Facebook X Linkedin Weibo

Z Gastroenterol 2007; 45 - A1_11
DOI: 10.1055/s-2007-967765

The knockout of latent transforming growth factor-β binding protein–1 (LTBP–1) affects the fibrogenic potential in mice liver

F Drews ¹, S Knöbel ², A Bosio ², C Conrad ¹, M Moser ³, AM Gressner ¹, R Weiskirchen ¹

¹Institut für Klinische Chemie und Pathobiochemie, Universitätsklinikum der RWTH Aachen, Aachen
²Miltenyi Biotec GmbH, MACSmolecular Business Unit, Köln
³Max-Planck-Institut für Biochemie, Martinsried

Congress Abstract

Aims: Latent transforming growth factor-β binding proteins (LTBP–1, –2, 3-, –4) are glycosylated proteins of the extracellular matrix involved in the secretion and controlling the bioavailability of active transforming growth factor-β (TGF-β). LTBP–1 and TGF-β are key factors in the pathophysiology of liver fibrogenesis. During this process, hepatic stellate cells (HSC) become activated and transdifferentiate into myofibroblasts. Because the knowledge of LTBP functionality in controlling and regulation the concentration of biological active TGF-β is crucial for the understanding of fibrogenesis in the liver we generated a knockout mice for LTBP–1. Here we present data derived from induced liver fibrosis by bile duct ligation in respective animals.

Methods: Wildtype and knockout mice were bile duct ligated for four weeks. The impact of this induction of fibrosis was traced by blood parameters (bilirubin, AST and ALT) measured by routine methods. The deposition of matrix components was quantified by Western blot against collagen–1. Also the grading of fibrosis was performed by histological Sirius Red stainings. In parallel the in vitro transdifferentiation of HSC was compared between wildtype and knockout mice using the PIQOR^TM microarray chips.

Results: The serum parameters indicated a massive fibrosis in all treated animals which could be analysed after four weeks of bile duct ligation.
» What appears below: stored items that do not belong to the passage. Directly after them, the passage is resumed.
impl BuildGovernor {
    /// Create a governor. `capacity` is clamped into `[1, 4]` to bound
    /// resource usage on the host regardless of configuration.
    pub fn new(capacity: usize, absolute_timeout: Duration, inactivity_timeout: Duration) -> Self {
        Self {
            capacity: capacity.clamp(MIN_CAPACITY, MAX_CAPACITY),
            absolute_timeout,
            inactivity_timeout,
            slots: Mutex::new(HashMap::new()),
        }
    }

    /// Governor wired from lane configuration.
    pub fn from_config(config: &LaneConfig) -> Self {
        Self::new(
            config.capacity,
            config.absolute_timeout(),
            config.inactivity_timeout(),
        )
    }

    /// Try to claim a slot for `requester`. Fails closed: refused when the
    /// requester already holds a slot or capacity is reached. Check and
    /// insert happen in one critical section, so the capacity invariant
    /// holds under concurrent admission attempts.
    pub fn try_acquire(&self, requester: &str) -> bool {
        self.acquire_inner(requester).is_ok()
    }

    fn acquire_inner(&self, requester: &str) -> Result<(), AdmissionRefusal> {
        let mut slots = self.lock_slots();
        if slots.contains_key(requester) {
            debug!(requester, "admission refused: already building");
            return Err(AdmissionRefusal::AlreadyInFlight);
        }
        if slots.len() >= self.capacity {
            debug!(requester, capacity = self.capacity, "admission refused: at capacity");
            return Err(AdmissionRefusal::AtCapacity);
        }
        let now = Instant::now();
        slots.insert(
            requester.to_string(),
            BuildSlot {
                started_at: now,
                last_activity: now,
                cancel: None,
            },
        );
        info!(requester, active = slots.len(), "build slot acquired");
        Ok(())
    }

    /// Acquire with structurally guaranteed release: the returned guard
    /// releases the slot when dropped, on every exit path including panics.
    pub fn admit(self: &Arc<Self>, requester: &str) -> Result<SlotGuard, AdmissionRefusal> {
        self.acquire_inner(requester)?;
        Ok(SlotGuard {
            governor: Arc::clone(self),
            requester: requester.to_string(),
        })
    }

    /// Release `requester`'s slot. Idempotent-safe: callers may race with
    /// the watchdog's reclamation, so an unknown id only logs.
    pub fn release(&self, requester: &str) {
        let mut slots = self.lock_slots();
        if slots.remove(requester).is_some() {
            info!(requester, active = slots.len(), "build slot released");
        } else {
            debug!(requester, "release for unknown slot (already reclaimed?)");
        }
    }

    /// Remove a slot unconditionally (watchdog or administrative path).
    /// Without an id, clears all slots (emergency reset). Sets the slot's
    /// cancellation handle, if attached, so the supervisor kills the
    /// underlying subprocess on its next poll.
    pub fn force_release(&self, requester: Option<&str>) {
        let mut slots = self.lock_slots();
        match requester {
            Some(id) => {
                if let Some(slot) = slots.remove(id) {
                    request_cancel(&slot);
                    warn!(requester = id, "build slot force-released");
                }
            }
            None => {
                for (id, slot) in slots.drain() {
                    request_cancel(&slot);
                    warn!(requester = %id, "build slot force-released (reset)");
                }
            }
        }
    }

    /// Bump `last_activity`. Without an id this is the legacy broadcast
    /// form: refresh every slot and never fail, since a step callback may
    /// not know which other builds exist.
    pub fn update_activity(&self, requester: Option<&str>) {
        let mut slots = self.lock_slots();
        let now = Instant::now();
        match requester {
            Some(id) => {
                if let Some(slot) = slots.get_mut(id) {
                    slot.last_activity = now;
                }
            }
            None => {
                for slot in slots.values_mut() {
                    slot.last_activity = now;
                }
            }
        }
    }

    /// Share the supervisor's kill flag with the slot so watchdog
    /// reclamation also requests subprocess death.
    pub fn attach_cancel_handle(&self, requester: &str, cancel: Arc<AtomicBool>) {
        let mut slots = self.lock_slots();
        if let Some(slot) = slots.get_mut(requester) {
            slot.cancel = Some(cancel);
        }
    }

    /// True when every slot is occupied.
    pub fn is_busy(&self) -> bool {
        self.lock_slots().len() >= self.capacity
    }

    /// Number of in-flight builds.
    pub fn active_count(&self) -> usize {
        self.lock_slots().len()
    }

    /// Configured (clamped) capacity.
    pub fn max_capacity(&self) -> usize {
        self.capacity
    }

    /// Snapshot of all in-flight builds.
    pub fn builds(&self) -> Vec<SlotInfo> {
        let slots = self.lock_slots();
        let now = Instant::now();
        slots
            .iter()
            .map(|(id, slot)| SlotInfo {
                requester: id.clone(),
                running_for: now.duration_since(slot.started_at),
                idle_for: now.duration_since(slot.last_activity),
            })
            .collect()
    }

    /// Legacy single-build accessor: the longest-running slot, if any.
    pub fn current_build(&self) -> Option<SlotInfo> {
        self.builds()
            .into_iter()
            .max_by_key(|info| info.running_for)
    }

    /// Human-readable queue status line.
    pub fn status_line(&self) -> String {
        let builds = self.builds();
        if builds.is_empty() {
            return format!("0/{} slots busy", self.capacity);
        }
        let details: Vec<String> = builds
            .iter()
            .map(|b| {
                format!(
                    "{} ({}m{}s, idle {}s)",
                    b.requester,
                    b.running_for.as_secs() / 60,
                    b.running_for.as_secs() % 60,
                    b.idle_for.as_secs()
                )
            })
            .collect();
        format!(
            "{}/{} slots busy: {}",
            builds.len(),
            self.capacity,
            details.join(", ")
        )
    }

    /// One watchdog pass: reclaim every slot that has run past the absolute
    /// budget or gone inactive past the inactivity window. Returns the
    /// reclaimed requester ids. A problem with one slot never prevents the
    /// others from being processed.
    pub fn reclaim_stalled(&self) -> Vec<String> {
        let now = Instant::now();
        let stalled: Vec<String> = {
            let slots = self.lock_slots();
            slots
                .iter()
                .filter_map(|(id, slot)| {
                    let total = now.duration_since(slot.started_at);
                    let idle = now.duration_since(slot.last_activity);
                    if total > self.absolute_timeout {
                        warn!(
                            requester = %id,
                            total_secs = total.as_secs(),
                            "reclaiming slot: absolute budget exceeded"
                        );
                        Some(id.clone())
                    } else if idle > self.inactivity_timeout {
                        warn!(
                            requester = %id,
                            idle_secs = idle.as_secs(),
                            "reclaiming slot: no observable progress"
                        );
                        Some(id.clone())
                    } else {
                        None
                    }
                })
                .collect()
        };

        for id in &stalled {
            self.force_release(Some(id));
        }
        stalled
    }

    /// Start the background watchdog thread. Runs for the process's
    /// lifetime; a tick never aborts the loop.
    pub fn spawn_watchdog(self: &Arc<Self>, period: Duration) -> thread::JoinHandle<()> {
        let governor = Arc::clone(self);
        thread::Builder::new()
            .name("slot-watchdog".to_string())
            .spawn(move || loop {
                thread::sleep(period);
                let reclaimed = governor.reclaim_stalled();
                if !reclaimed.is_empty() {
                    info!(count = reclaimed.len(), "watchdog reclaimed stalled slots");
                }
            })
            .unwrap_or_else(|e| {
                // Thread spawn only fails on resource exhaustion at startup.
                panic!("failed to start slot watchdog: {e}")
            })
    }

    fn lock_slots(&self) -> std::sync::MutexGuard<'_, HashMap<String, BuildSlot>> {
        // A panic while holding this short critical section is a bug;
        // recover the map rather than poisoning every future build.
        self.slots
            .lock()
            .unwrap_or_else(|poisoned| poisoned.into_inner())
    }
}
Both the histological stainings with Sirius Red as well as the semiquantitative analysis of collagen deposition display a stronger progress of fibrogenesis in wildtype than in knockout livers. The differences were around 20 percent. Also the expression analysis of more than 1.000 genes by microarray displayed, that HSC from knockout mice differentiate slower than respective wildtype HSCs.

Conclusions: The reduced speed of fibrogenesis in LTBP–1 knockout mice correlates directly with the absence of LTBP–1. Consequently, the level of bioavailable TGF-β must be obviously reduced and contribute less to the fibrotic occurrence. Nevertheless, also knockout mice show a matrix deposition which could come from internal or LTBP–1 independent TGF-β stores. Microarray analysis illustrate, that the knockout of LTBP–1 affects the expression of several further genes.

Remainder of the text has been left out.